Lines below that include the word "bucket" should each be copied.
[SUPPLIED RECORDS]
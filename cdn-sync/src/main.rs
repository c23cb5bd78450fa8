//! cdn-sync - Main entry point
//!
//! Uploads changed build assets to the CDN bucket and inspects its manifest.

use anyhow::Result;
use cdn_sync::commands::{self, upload::UploadArgs};
use cdn_sync::{config::Config, utils};
use clap::{Parser, Subcommand};
use std::path::PathBuf;

#[derive(Parser, Debug)]
#[command(author, version, about, long_about = None)]
struct Args {
    /// Path to configuration file
    #[arg(short, long, value_name = "FILE", global = true)]
    config: Option<PathBuf>,

    /// Log level (trace, debug, info, warn, error)
    #[arg(short, long, global = true)]
    log_level: Option<String>,

    #[command(subcommand)]
    command: Command,
}

#[derive(Subcommand, Debug)]
enum Command {
    /// Upload new and changed files, then save the manifest
    Upload(UploadArgs),

    /// Show manifest statistics and entries
    Manifest {
        /// Number of entries to list
        #[arg(long, default_value_t = 20)]
        limit: usize,
    },

    /// Compare the manifest with the bucket contents
    Verify {
        /// Only check keys under this prefix
        #[arg(long)]
        prefix: Option<String>,
    },

    /// HEAD keys through the CDN domain
    Probe {
        /// Keys to check (defaults to the first manifest entries)
        keys: Vec<String>,

        /// Number of manifest entries to check when no keys are given
        #[arg(long, default_value_t = 10)]
        limit: usize,
    },
}

#[tokio::main]
async fn main() -> Result<()> {
    let args = Args::parse();

    // Load configuration
    let mut config = Config::load(args.config.as_deref())?;
    if let Command::Upload(upload) = &args.command {
        upload.apply(&mut config);
    }

    // Initialize logging
    let log_level = args.log_level.as_deref().unwrap_or(&config.log.level);
    utils::logger::init(log_level)?;

    tracing::info!("cdn-sync v{}", env!("CARGO_PKG_VERSION"));

    match &args.command {
        Command::Upload(upload) => commands::upload::run(&config, upload).await?,
        Command::Manifest { limit } => commands::manifest::run(&config, *limit).await?,
        Command::Verify { prefix } => commands::verify::run(&config, prefix.as_deref()).await?,
        Command::Probe { keys, limit } => commands::probe::run(&config, keys, *limit).await?,
    }

    Ok(())
}
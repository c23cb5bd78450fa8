//! cdn-sync library
//!
//! Incremental uploader that keeps an object-storage CDN bucket in sync with a
//! static site's build output, using a remote manifest to upload only what
//! changed.

pub mod commands;
pub mod config;
pub mod executor;
pub mod fs;
pub mod manifest;
pub mod store;
pub mod sync;
pub mod transfer;
pub mod utils;

// Re-export commonly used types
pub use config::Config;
pub use utils::errors::SyncError;
pub type Result<T> = std::result::Result<T, SyncError>;
//! Progress accounting and run reporting.

pub mod progress;
pub mod report;
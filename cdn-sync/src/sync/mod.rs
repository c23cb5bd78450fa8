//! Reconciliation logic: deciding what to upload and detecting drift.

pub mod diff;
pub mod drift;

pub use diff::{
    Classified, ComparisonStrategy, DiffEngine, DiffPlan, DigestCompare, MtimeHint, SizeOnly,
    Strategy, UploadDecision, Verdict,
};
pub use drift::{compare, DriftReport};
[/SUPPLIED RECORDS]
#### OUTPUT FOR THIS EXERCISE
//! Uploads changed build assets to the CDN bucket and inspects its manifest.
    /// Compare the manifest with the bucket contents
//! Incremental uploader that keeps an object-storage CDN bucket in sync with a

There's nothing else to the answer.